Im Einzelnen werfen wir dem Emissionshaus vor, die Kosten des Vertriebs und der Einwerbung des Kommanditkapitals nicht wahrheitsgetreu dargestellt zu haben so Rechtsanwalt John: "Der Anleger kann aus der Darstellung im Prospekt die tatsächliche Höhe der Eigenkapitalbeschaffungskosten nicht hinreichend deutlich erkennen. Auf Seite 36 des Prospektes ist angegeben, dass für Vertrieb und Einwerbung des Kommanditkapitals 5,97 % der Mittel verwendet werden würden. Bezogen auf das von den Anlegern eingeworbene Kommanditkapital ist diese Prozentzahl allerdings falsch."

Auch das Landgericht Dortmund ist der Ansicht, dass die Quote im Prospekt mit 13,16 % hätte angegeben werden müssen. Der zweite Kritikpunkt betrifft eine unzutreffende Darstellung der Marktbedingungen. John: "Wer 2009 dem Fonds als Gesellschafter beitrat, konnte dem Prospekt nicht entnehmen, dass eine Verschlechterung der Charterraten mittlerweile bereits eingetreten war.
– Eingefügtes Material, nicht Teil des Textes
//! Polynomials over `f64`, coefficients stored highest degree first.

use smallvec::SmallVec;

/// Inline capacity for coefficients. Sextics (squared distance to a cubic) are the largest
/// polynomials the rasterizer builds, so nothing up to degree 6 touches the heap.
pub(crate) const INLINE_COEFFS: usize = 7;

/// Coefficient storage for [`Poly`].
pub type Coeffs = SmallVec<[f64; INLINE_COEFFS]>;

/// Polynomial with coefficients highest degree first; degree is `len - 1`.
#[derive(Clone, Debug, PartialEq)]
pub struct Poly(Coeffs);

impl Poly {
    pub fn new(coeffs: &[f64]) -> Self {
        Self(SmallVec::from_slice(coeffs))
    }

    pub fn coeffs(&self) -> &[f64] {
        &self.0
    }

    /// Implicit degree (`len - 1`). The empty polynomial reports degree 0.
    pub fn degree(&self) -> usize {
        self.0.len().saturating_sub(1)
    }

    pub fn eval(&self, t: f64) -> f64 {
        horner(&self.0, t)
    }

    /// `d/dt`, one degree lower. The derivative of a constant is the empty polynomial.
    pub fn derivative(&self) -> Self {
        let n = self.0.len();
        Self(
            self.0
                .iter()
                .take(n.saturating_sub(1))
                .enumerate()
                .map(|(i, c)| c * (n - 1 - i) as f64)
                .collect(),
        )
    }
}

impl<const N: usize> From<[f64; N]> for Poly {
    fn from(coeffs: [f64; N]) -> Self {
        Self::new(&coeffs)
    }
}

/// Horner evaluation `((c0 * t + c1) * t + c2) ...` over a coefficient slice.
pub fn horner(coeffs: &[f64], t: f64) -> f64 {
    let Some((&first, rest)) = coeffs.split_first() else {
        return 0.0;
    };
    rest.iter().fold(first, |acc, &c| acc * t + c)
}

/// Fixed-arity Horner evaluation; `N = 3` is a quadratic, `N = 7` a sextic.
///
/// Monomorphized per arity so the loop is fully unrolled in the solver's inner iteration.
#[inline]
pub fn eval<const N: usize>(coeffs: &[f64; N], t: f64) -> f64 {
    horner(coeffs, t)
}

#[cfg(test)]
#[path = "../../tests/unit/math/poly.rs"]
mod tests;
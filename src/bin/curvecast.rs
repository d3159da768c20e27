use std::path::{Path, PathBuf};

use anyhow::Context as _;
use clap::{Parser, Subcommand};

#[derive(Parser, Debug)]
#[command(name = "curvecast", version)]
struct Cli {
    #[command(subcommand)]
    cmd: Command,
}

#[derive(Subcommand, Debug)]
enum Command {
    /// Render a scene document or SVG file as a PNG.
    Render(RenderArgs),
    /// Print the composited color of one pixel as JSON.
    Pixel(PixelArgs),
}

#[derive(Parser, Debug)]
struct RenderArgs {
    /// Input scene JSON, or an `.svg` file.
    #[arg(long = "in")]
    in_path: PathBuf,

    /// Output PNG path.
    #[arg(long)]
    out: PathBuf,

    /// Render bands on a thread pool.
    #[arg(long)]
    parallel: bool,

    /// Worker threads for `--parallel` (defaults to the number of cores).
    #[arg(long)]
    threads: Option<usize>,

    /// Rows per band.
    #[arg(long, default_value_t = 16)]
    band_rows: usize,
}

#[derive(Parser, Debug)]
struct PixelArgs {
    /// Input scene JSON, or an `.svg` file.
    #[arg(long = "in")]
    in_path: PathBuf,

    /// Scene-space x coordinate (pixel centers sit at `col + 0.5`).
    #[arg(long, allow_negative_numbers = true)]
    x: f64,

    /// Scene-space y coordinate.
    #[arg(long, allow_negative_numbers = true)]
    y: f64,
}

fn main() -> anyhow::Result<()> {
    let cli = Cli::parse();
    match cli.cmd {
        Command::Render(args) => cmd_render(args),
        Command::Pixel(args) => cmd_pixel(args),
    }
}

/// Load a scene as `(width, height, buffer)`; `.svg` files go through usvg, anything else is
/// read as a JSON scene document.
fn load_scene(path: &Path) -> anyhow::Result<(u32, u32, curvecast::SceneBuffer)> {
    let is_svg = path
        .extension()
        .is_some_and(|ext| ext.eq_ignore_ascii_case("svg"));
    if is_svg {
        let doc = curvecast::SvgDocument::from_path(path)
            .with_context(|| format!("load svg '{}'", path.display()))?;
        let scene = doc.encode().with_context(|| "encode svg")?;
        return Ok((doc.width(), doc.height(), scene));
    }

    let doc = curvecast::SceneDocument::from_path(path)
        .with_context(|| format!("load scene '{}'", path.display()))?;
    let scene = doc.encode().with_context(|| "encode scene")?;
    Ok((doc.width, doc.height, scene))
}

fn cmd_render(args: RenderArgs) -> anyhow::Result<()> {
    let (width, height, scene) = load_scene(&args.in_path)?;

    let opts = curvecast::RenderOpts {
        parallel: args.parallel,
        threads: args.threads,
        band_rows: args.band_rows,
        ..curvecast::RenderOpts::default()
    };
    let frame = curvecast::render_frame(&scene, width, height, &opts)?;
    frame.save_png(&args.out)?;

    eprintln!("wrote {}", args.out.display());
    Ok(())
}

fn cmd_pixel(args: PixelArgs) -> anyhow::Result<()> {
    let (_, _, scene) = load_scene(&args.in_path)?;
    let rgba = curvecast::evaluate_pixel(args.x, args.y, &scene);
    println!("{}", serde_json::to_string(&rgba)?);
    Ok(())
}
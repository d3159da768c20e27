use crate::foundation::core::Point;
use crate::math::poly::eval;

/// One cubic arc in power basis, per coordinate: `x(t) = ((x0*t + x1)*t + x2)*t + x3`.
///
/// Scene buffers store curve-only coefficients; [`Segment::relative_to`] moves the origin to a
/// query pixel before crossing counting and distance minimization. The parameter domain is
/// always `t` in `[0, 1]`.
#[derive(Clone, Copy, Debug, PartialEq)]
pub struct Segment {
    pub x: [f64; 4],
    pub y: [f64; 4],
}

impl Segment {
    /// Floats per segment in the scene wire layout.
    pub const WIRE_LEN: usize = 8;

    pub const fn new(x: [f64; 4], y: [f64; 4]) -> Self {
        Self { x, y }
    }

    /// Straight line from `p0` to `p1` as a degenerate cubic with constant derivative.
    pub fn line(p0: Point, p1: Point) -> Self {
        Self {
            x: [0.0, 0.0, p1.x - p0.x, p0.x],
            y: [0.0, 0.0, p1.y - p0.y, p0.y],
        }
    }

    /// Cubic Bezier with control points `p0..p3`.
    pub fn cubic(p0: Point, p1: Point, p2: Point, p3: Point) -> Self {
        fn basis(q0: f64, q1: f64, q2: f64, q3: f64) -> [f64; 4] {
            [
                -q0 + 3.0 * q1 - 3.0 * q2 + q3,
                3.0 * q0 - 6.0 * q1 + 3.0 * q2,
                -3.0 * q0 + 3.0 * q1,
                q0,
            ]
        }

        Self {
            x: basis(p0.x, p1.x, p2.x, p3.x),
            y: basis(p0.y, p1.y, p2.y, p3.y),
        }
    }

    /// Quadratic Bezier, degree-elevated to a cubic.
    pub fn quadratic(p0: Point, p1: Point, p2: Point) -> Self {
        let c1 = p0 + (p1 - p0) * (2.0 / 3.0);
        let c2 = p2 + (p1 - p2) * (2.0 / 3.0);
        Self::cubic(p0, c1, c2, p2)
    }

    /// Decode eight wire floats `ax bx cx dx ay by cy dy`.
    pub fn from_wire(v: &[f32]) -> Option<Self> {
        let v: [f32; Self::WIRE_LEN] = v.get(..Self::WIRE_LEN)?.try_into().ok()?;
        let w = v.map(f64::from);
        Some(Self {
            x: [w[0], w[1], w[2], w[3]],
            y: [w[4], w[5], w[6], w[7]],
        })
    }

    pub fn to_wire(&self) -> [f32; Self::WIRE_LEN] {
        let [ax, bx, cx, dx] = self.x;
        let [ay, by, cy, dy] = self.y;
        [ax, bx, cx, dx, ay, by, cy, dy].map(|v| v as f32)
    }

    pub fn point_at(&self, t: f64) -> Point {
        Point::new(eval(&self.x, t), eval(&self.y, t))
    }

    /// Same curve with `origin` moved to `(0, 0)`.
    pub fn relative_to(&self, origin: Point) -> Self {
        let mut out = *self;
        out.x[3] -= origin.x;
        out.y[3] -= origin.y;
        out
    }
}

#[cfg(test)]
#[path = "../../tests/unit/raster/segment.rs"]
mod tests;
//! Per-pixel coverage: crossing parity, outline distance and compositing.

pub mod compositor;
pub mod crossing;
pub mod distance;
pub mod segment;
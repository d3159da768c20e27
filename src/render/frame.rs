use std::path::Path;

use crate::foundation::error::{CurvecastError, CurvecastResult};

/// A rendered frame: `width * height` pixels of straight-alpha RGBA8, rows top to bottom.
#[derive(Clone, Debug, PartialEq, Eq)]
pub struct Frame {
    pub width: u32,
    pub height: u32,
    pub data: Vec<u8>,
}

impl Frame {
    /// Fully transparent frame.
    pub fn new(width: u32, height: u32) -> Self {
        Self {
            width,
            height,
            data: vec![0; width as usize * height as usize * 4],
        }
    }

    pub fn pixel(&self, x: u32, y: u32) -> Option<[u8; 4]> {
        if x >= self.width || y >= self.height {
            return None;
        }
        let i = (y as usize * self.width as usize + x as usize) * 4;
        self.data.get(i..i + 4)?.try_into().ok()
    }

    /// Write the frame as a PNG, creating parent directories as needed.
    pub fn save_png(&self, path: impl AsRef<Path>) -> CurvecastResult<()> {
        let path = path.as_ref();
        if let Some(parent) = path.parent()
            && !parent.as_os_str().is_empty()
        {
            std::fs::create_dir_all(parent).map_err(|e| {
                CurvecastError::io(format!("create output dir '{}': {e}", parent.display()))
            })?;
        }
        image::save_buffer_with_format(
            path,
            &self.data,
            self.width,
            self.height,
            image::ColorType::Rgba8,
            image::ImageFormat::Png,
        )
        .map_err(|e| CurvecastError::io(format!("write png '{}': {e}", path.display())))
    }
}
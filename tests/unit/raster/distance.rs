use super::*;
use crate::foundation::core::Point;
use crate::math::poly::eval;

fn arch() -> Segment {
    Segment::cubic(
        Point::new(0.0, 0.0),
        Point::new(1.0, 2.0),
        Point::new(3.0, 2.0),
        Point::new(4.0, 0.0),
    )
}

#[test]
fn sextic_matches_sum_of_squares() {
    let s = arch().relative_to(Point::new(1.0, -0.5));
    let sextic = distance_squared_poly(&s);
    for t in [0.0, 0.2, 0.45, 0.9, 1.0] {
        let p = s.point_at(t);
        let want = p.x * p.x + p.y * p.y;
        assert!((eval(&sextic, t) - want).abs() < 1e-12);
    }
}

#[test]
fn distance_is_zero_on_the_curve() {
    let s = arch();
    let cfg = SolverConfig::default();
    for t0 in [0.1, 0.3, 0.5, 0.77, 1.0] {
        let on_curve = s.point_at(t0);
        let d = min_distance_squared(&s.relative_to(on_curve), &cfg).sqrt();
        assert!(d < 1e-3, "t0 = {t0}: distance {d}");
    }
}

#[test]
fn distance_is_non_negative() {
    let s = arch();
    let cfg = SolverConfig::default();
    for (x, y) in [(2.0, 0.0), (2.0, 3.0), (-1.0, 4.0), (7.0, -2.0)] {
        assert!(min_distance_squared(&s.relative_to(Point::new(x, y)), &cfg) >= 0.0);
    }
}

#[test]
fn distance_to_arch_peak() {
    // Peak of the arch is (2, 1.5).
    let cfg = SolverConfig::default();
    let below = min_distance_squared(&arch().relative_to(Point::new(2.0, 0.0)), &cfg);
    let above = min_distance_squared(&arch().relative_to(Point::new(2.0, 3.0)), &cfg);
    assert!((below - 2.25).abs() < 1e-6);
    assert!((above - 2.25).abs() < 1e-6);
}

#[test]
fn line_distance_uses_perpendicular_foot() {
    let line = Segment::line(Point::new(0.0, 0.0), Point::new(4.0, 0.0));
    let cfg = SolverConfig::default();
    let d = min_distance_squared(&line.relative_to(Point::new(2.0, 3.0)), &cfg);
    assert!((d - 9.0).abs() < 1e-9);
    let past_end = min_distance_squared(&line.relative_to(Point::new(6.0, 0.0)), &cfg);
    assert!((past_end - 4.0).abs() < 1e-9);
}

#[test]
fn segment_start_is_not_a_candidate() {
    // Nearest point is t = 0, which belongs to the previous segment of a contour.
    let line = Segment::line(Point::new(0.0, 0.0), Point::new(4.0, 0.0));
    let d = min_distance_squared(
        &line.relative_to(Point::new(-1.0, 0.0)),
        &SolverConfig::default(),
    );
    assert!((d - 25.0).abs() < 1e-9);
}
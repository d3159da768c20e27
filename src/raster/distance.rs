use crate::math::{
    poly::{Poly, eval},
    roots::{SolverConfig, solve},
};
use crate::raster::segment::Segment;

/// `x(t)^2 + y(t)^2` for a pixel-relative segment, as a sextic (highest degree first).
pub fn distance_squared_poly(seg: &Segment) -> [f64; 7] {
    let (xx, yy) = (square(&seg.x), square(&seg.y));
    std::array::from_fn(|i| xx[i] + yy[i])
}

/// Minimum squared distance from the origin to a pixel-relative segment over `t` in `[0, 1]`.
///
/// Candidates are the quintic cascade's critical points of the squared distance plus `t = 1`.
/// `t = 0` is skipped: within a contour it is the previous segment's `t = 1`.
pub fn min_distance_squared(seg: &Segment, cfg: &SolverConfig) -> f64 {
    let sextic = distance_squared_poly(seg);
    let quintic = Poly::from(sextic).derivative();
    solve(quintic.coeffs(), cfg)
        .into_iter()
        .flatten()
        .fold(eval(&sextic, 1.0), |best, t| best.min(eval(&sextic, t)))
}

fn square(p: &[f64; 4]) -> [f64; 7] {
    let mut out = [0.0; 7];
    for (i, a) in p.iter().enumerate() {
        for (j, b) in p.iter().enumerate() {
            out[i + j] += a * b;
        }
    }
    out
}

#[cfg(test)]
#[path = "../../tests/unit/raster/distance.rs"]
mod tests;
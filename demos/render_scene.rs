use curvecast::{RenderOpts, SceneDocument, render_frame};

fn main() -> anyhow::Result<()> {
    tracing_subscriber::fmt::init();

    let doc = SceneDocument::from_json_str(include_str!("../tests/data/badge.json"))?;
    let scene = doc.encode()?;
    println!(
        "{} shapes, {} floats",
        scene.shape_count(),
        scene.as_floats().len()
    );

    let opts = RenderOpts {
        parallel: true,
        ..RenderOpts::default()
    };
    let frame = render_frame(&scene, doc.width, doc.height, &opts)?;

    let out = std::path::Path::new("target").join("demos").join("badge.png");
    frame.save_png(&out)?;
    println!("wrote {}", out.display());
    Ok(())
}
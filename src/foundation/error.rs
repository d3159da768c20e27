/// Convenience result type used across curvecast.
pub type CurvecastResult<T> = Result<T, CurvecastError>;

/// Top-level error taxonomy used by the buffer, document and render APIs.
///
/// The polynomial and compositing core is total and never produces these.
#[derive(thiserror::Error, Debug)]
pub enum CurvecastError {
    /// Malformed scene buffers, scene documents or options.
    #[error("validation error: {0}")]
    Validation(String),

    /// Failures while rendering a frame (thread pools, sinks).
    #[error("evaluation error: {0}")]
    Evaluation(String),

    /// Errors when serializing or deserializing data structures.
    #[error("serialization error: {0}")]
    Serde(String),

    /// Filesystem errors while loading documents.
    #[error("io error: {0}")]
    Io(String),

    /// Wrapped lower-level error from dependencies.
    #[error(transparent)]
    Other(#[from] anyhow::Error),
}

impl CurvecastError {
    /// Build a [`CurvecastError::Validation`] value.
    pub fn validation(msg: impl Into<String>) -> Self {
        Self::Validation(msg.into())
    }

    /// Build a [`CurvecastError::Evaluation`] value.
    pub fn evaluation(msg: impl Into<String>) -> Self {
        Self::Evaluation(msg.into())
    }

    /// Build a [`CurvecastError::Serde`] value.
    pub fn serde(msg: impl Into<String>) -> Self {
        Self::Serde(msg.into())
    }

    /// Build a [`CurvecastError::Io`] value.
    pub fn io(msg: impl Into<String>) -> Self {
        Self::Io(msg.into())
    }
}

#[cfg(test)]
#[path = "../../tests/unit/foundation/error.rs"]
mod tests;
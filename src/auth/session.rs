//! Current session state with synchronous change notification.

use std::sync::atomic::{AtomicU64, Ordering};
use std::sync::{Arc, Weak};

use parking_lot::{Mutex, RwLock};
use tracing::debug;

use crate::auth::domain::SessionState;

type Listener = Arc<dyn Fn(&SessionState) + Send + Sync>;

struct Inner {
    state: RwLock<SessionState>,
    listeners: Mutex<Vec<(u64, Listener)>>,
    next_id: AtomicU64,
    // Serializes set + notify so deliveries never interleave.
    publish: Mutex<()>,
}

/// Shared handle to the process-wide session. Clones observe the same state.
#[derive(Clone)]
pub struct SessionStore {
    inner: Arc<Inner>,
}

impl Default for SessionStore {
    fn default() -> Self {
        Self::new()
    }
}

impl SessionStore {
    pub fn new() -> Self {
        Self {
            inner: Arc::new(Inner {
                state: RwLock::new(SessionState::Unauthenticated),
                listeners: Mutex::new(Vec::new()),
                next_id: AtomicU64::new(0),
                publish: Mutex::new(()),
            }),
        }
    }

    pub fn current(&self) -> SessionState {
        self.inner.state.read().clone()
    }

    pub fn is_authenticated(&self) -> bool {
        self.inner.state.read().is_authenticated()
    }

    pub fn subscriber_count(&self) -> usize {
        self.inner.listeners.lock().len()
    }

    /// Registers `listener` for every subsequent change. The returned handle
    /// unsubscribes when dropped.
    ///
    /// Listeners run synchronously on the publishing thread while the
    /// publish lock is held. Inside a listener it is fine to call
    /// [`current`](Self::current), `subscribe` or drop a [`Subscription`].
    /// Calling [`watch`](Self::watch) or anything that changes the session
    /// (such as `AuthCoordinator::sign_out`) deadlocks; hand that work to
    /// another task instead.
    pub fn subscribe<F>(&self, listener: F) -> Subscription
    where
        F: Fn(&SessionState) + Send + Sync + 'static,
    {
        let id = self.inner.next_id.fetch_add(1, Ordering::Relaxed);
        self.inner.listeners.lock().push((id, Arc::new(listener)));
        debug!(subscription = id, "session subscriber added");

        Subscription {
            id,
            store: Arc::downgrade(&self.inner),
        }
    }

    /// Like [`subscribe`](Self::subscribe), but first delivers the current
    /// state. No change can slip in between the replay and registration.
    ///
    /// Takes the publish lock, so it must not be called from inside a
    /// listener. The same restrictions apply to `listener` as to
    /// `subscribe`, including during the replay.
    pub fn watch<F>(&self, listener: F) -> Subscription
    where
        F: Fn(&SessionState) + Send + Sync + 'static,
    {
        let _publishing = self.inner.publish.lock();
        listener(&self.current());
        self.subscribe(listener)
    }

    /// Replaces the state and notifies the subscribers registered at this
    /// moment, in subscription order. Listeners run without the state lock
    /// held but under the publish lock; see [`subscribe`](Self::subscribe).
    pub(crate) fn set(&self, state: SessionState) {
        let _publishing = self.inner.publish.lock();
        self.publish(state);
    }

    /// Moves to `Unauthenticated` if currently authenticated. Returns whether
    /// anything changed.
    pub(crate) fn clear(&self) -> bool {
        let _publishing = self.inner.publish.lock();
        if !self.inner.state.read().is_authenticated() {
            return false;
        }
        self.publish(SessionState::Unauthenticated);
        true
    }

    fn publish(&self, state: SessionState) {
        *self.inner.state.write() = state.clone();

        let listeners: Vec<Listener> = self
            .inner
            .listeners
            .lock()
            .iter()
            .map(|(_, listener)| Arc::clone(listener))
            .collect();

        debug!(
            authenticated = state.is_authenticated(),
            subscribers = listeners.len(),
            "session state published"
        );

        for listener in listeners {
            listener(&state);
        }
    }
}

/// Handle returned by [`SessionStore::subscribe`].
#[must_use = "dropping a Subscription unsubscribes the listener"]
pub struct Subscription {
    id: u64,
    store: Weak<Inner>,
}

impl Subscription {
    pub fn unsubscribe(self) {
        // Drop does the work.
    }
}

impl Drop for Subscription {
    fn drop(&mut self) {
        if let Some(inner) = self.store.upgrade() {
            inner.listeners.lock().retain(|(id, _)| *id != self.id);
            debug!(subscription = self.id, "session subscriber removed");
        }
    }
}
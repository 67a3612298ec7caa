pub mod apple;
pub mod email_password;
pub mod google;
pub mod grpc;
pub mod identity_toolkit;

use oauth2::url::form_urlencoded;

/// Form-encodes the `postBody` of an IdP sign-in request.
pub(crate) fn idp_post_body(pairs: &[(&str, &str)]) -> String {
    form_urlencoded::Serializer::new(String::new())
        .extend_pairs(pairs.iter().copied())
        .finish()
}
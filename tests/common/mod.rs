#![allow(dead_code)]

pub mod http_stub;

use std::sync::Arc;

use async_trait::async_trait;
use auth_session::auth::adapters::apple::AppleProvider;
use auth_session::auth::adapters::email_password::EmailPasswordProvider;
use auth_session::auth::adapters::google::GoogleProvider;
use auth_session::auth::domain::{
    AuthError, AuthResult, Identity, ProviderKind, SessionCredentials, SignInOutcome,
};
use auth_session::auth::ports::{IdentityPlatform, IdpCredential};
use auth_session::auth::{AuthCoordinator, ProviderRegistry};
use auth_session::config::GoogleConfig;
use parking_lot::Mutex;
use time::OffsetDateTime;
use tokio::sync::Notify;

/// Scripted identity platform that records every call it receives.
#[derive(Default)]
pub struct MockIdentityPlatform {
    idp_response: Mutex<Option<AuthResult<SignInOutcome>>>,
    password_response: Mutex<Option<AuthResult<SignInOutcome>>>,
    sign_up_response: Mutex<Option<AuthResult<SignInOutcome>>>,
    reset_response: Mutex<Option<AuthResult<()>>>,
    calls: Mutex<Vec<String>>,
    /// When set, each call parks until `release()`.
    gate: Mutex<Option<Arc<Notify>>>,
    /// Signalled as soon as a call arrives.
    pub entered: Notify,
}

impl MockIdentityPlatform {
    pub fn new() -> Arc<Self> {
        Arc::new(Self::default())
    }

    pub fn set_idp_response(&self, response: AuthResult<SignInOutcome>) {
        *self.idp_response.lock() = Some(response);
    }

    pub fn set_password_response(&self, response: AuthResult<SignInOutcome>) {
        *self.password_response.lock() = Some(response);
    }

    pub fn set_sign_up_response(&self, response: AuthResult<SignInOutcome>) {
        *self.sign_up_response.lock() = Some(response);
    }

    pub fn set_reset_response(&self, response: AuthResult<()>) {
        *self.reset_response.lock() = Some(response);
    }

    pub fn hold_requests(&self) {
        *self.gate.lock() = Some(Arc::new(Notify::new()));
    }

    pub fn release(&self) {
        if let Some(gate) = self.gate.lock().as_ref() {
            gate.notify_one();
        }
    }

    pub fn calls(&self) -> Vec<String> {
        self.calls.lock().clone()
    }

    async fn record(&self, call: String) {
        self.calls.lock().push(call);
        self.entered.notify_one();

        let gate = self.gate.lock().clone();
        if let Some(gate) = gate {
            gate.notified().await;
        }
    }

    fn scripted<T: Clone>(slot: &Mutex<Option<AuthResult<T>>>) -> AuthResult<T> {
        slot.lock()
            .clone()
            .unwrap_or(Err(AuthError::Unknown("No mock response set".to_string())))
    }
}

#[async_trait]
impl IdentityPlatform for MockIdentityPlatform {
    async fn sign_in_with_idp(&self, credential: IdpCredential) -> AuthResult<SignInOutcome> {
        self.record(format!("signInWithIdp:{}", credential.post_body))
            .await;
        Self::scripted(&self.idp_response)
    }

    async fn sign_in_with_password(
        &self,
        email: &str,
        _password: &str,
    ) -> AuthResult<SignInOutcome> {
        self.record(format!("signInWithPassword:{}", email)).await;
        Self::scripted(&self.password_response)
    }

    async fn sign_up(&self, email: &str, _password: &str) -> AuthResult<SignInOutcome> {
        self.record(format!("signUp:{}", email)).await;
        Self::scripted(&self.sign_up_response)
    }

    async fn send_password_reset(&self, email: &str) -> AuthResult<()> {
        self.record(format!("sendOobCode:{}", email)).await;
        Self::scripted(&self.reset_response)
    }
}

pub fn outcome(identity: Identity, provider: ProviderKind, is_new_user: bool) -> SignInOutcome {
    SignInOutcome {
        identity,
        is_new_user,
        provider,
        credentials: SessionCredentials {
            id_token: "id-token".to_string(),
            refresh_token: "refresh-token".to_string(),
            expires_at: OffsetDateTime::now_utc() + time::Duration::hours(1),
        },
    }
}

/// Coordinator with all three providers backed by `platform`.
pub fn coordinator(platform: &Arc<MockIdentityPlatform>) -> AuthCoordinator {
    let registry = ProviderRegistry::new()
        .with_email_password(EmailPasswordProvider::new(platform.clone()))
        .with_google(GoogleProvider::new(
            platform.clone(),
            GoogleConfig::default(),
        ))
        .with_provider(Arc::new(AppleProvider::new(platform.clone())));

    AuthCoordinator::new(registry)
}
use std::sync::Arc;

use async_trait::async_trait;
use tracing::info;

use crate::auth::domain::{
    require_field, AuthError, AuthResult, EmailPasswordSignIn, ProviderKind, SignInOutcome,
    SignInParams,
};
use crate::auth::ports::{AuthProvider, IdentityPlatform, PasswordAccounts};

pub struct EmailPasswordProvider {
    platform: Arc<dyn IdentityPlatform>,
}

/// Fails before any network call when either field is missing.
fn validate(email: &str, password: &str) -> AuthResult<()> {
    require_field(email, "email")?;
    if password.is_empty() {
        return Err(AuthError::FieldValidation(
            "password must not be empty".to_string(),
        ));
    }
    Ok(())
}

impl EmailPasswordProvider {
    pub fn new(platform: Arc<dyn IdentityPlatform>) -> Self {
        Self { platform }
    }
}

#[async_trait]
impl PasswordAccounts for EmailPasswordProvider {
    async fn sign_up(&self, email: &str, password: &str) -> AuthResult<SignInOutcome> {
        validate(email, password)?;
        info!("Creating account for email/password user");
        let mut outcome = self.platform.sign_up(email.trim(), password).await?;
        outcome.is_new_user = true;
        Ok(outcome)
    }

    async fn reset_password(&self, email: &str) -> AuthResult<()> {
        require_field(email, "email")?;
        self.platform.send_password_reset(email.trim()).await
    }
}

#[async_trait]
impl AuthProvider for EmailPasswordProvider {
    fn kind(&self) -> ProviderKind {
        ProviderKind::EmailPassword
    }

    async fn sign_in(&self, params: SignInParams) -> AuthResult<SignInOutcome> {
        let SignInParams::EmailPassword(EmailPasswordSignIn { email, password }) = params else {
            return Err(AuthError::FieldValidation(
                "email sign-in requires an email and password".to_string(),
            ));
        };

        validate(&email, &password)?;
        self.platform
            .sign_in_with_password(email.trim(), &password)
            .await
    }

    fn password_accounts(&self) -> Option<&dyn PasswordAccounts> {
        Some(self)
    }
}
Denn bereits zum Jahreswechsel 2008/2009 konnten erste Einbrüche bei den Charterraten verzeichnet werden. Es gab keine gute Prognose für 2009!" Dies ergibt sich auch aus dem Bericht der Salomon-AG vom November 2009. Der Schiffsfonds-Experte geht davon aus, dass die Gegenseite den Vergleich annehmen wird. Denn ansonsten würde sie wohl zu einer vollständigen Rückabwicklung verurteilt. "Die Signale vom Landgericht sind überdeutlich!"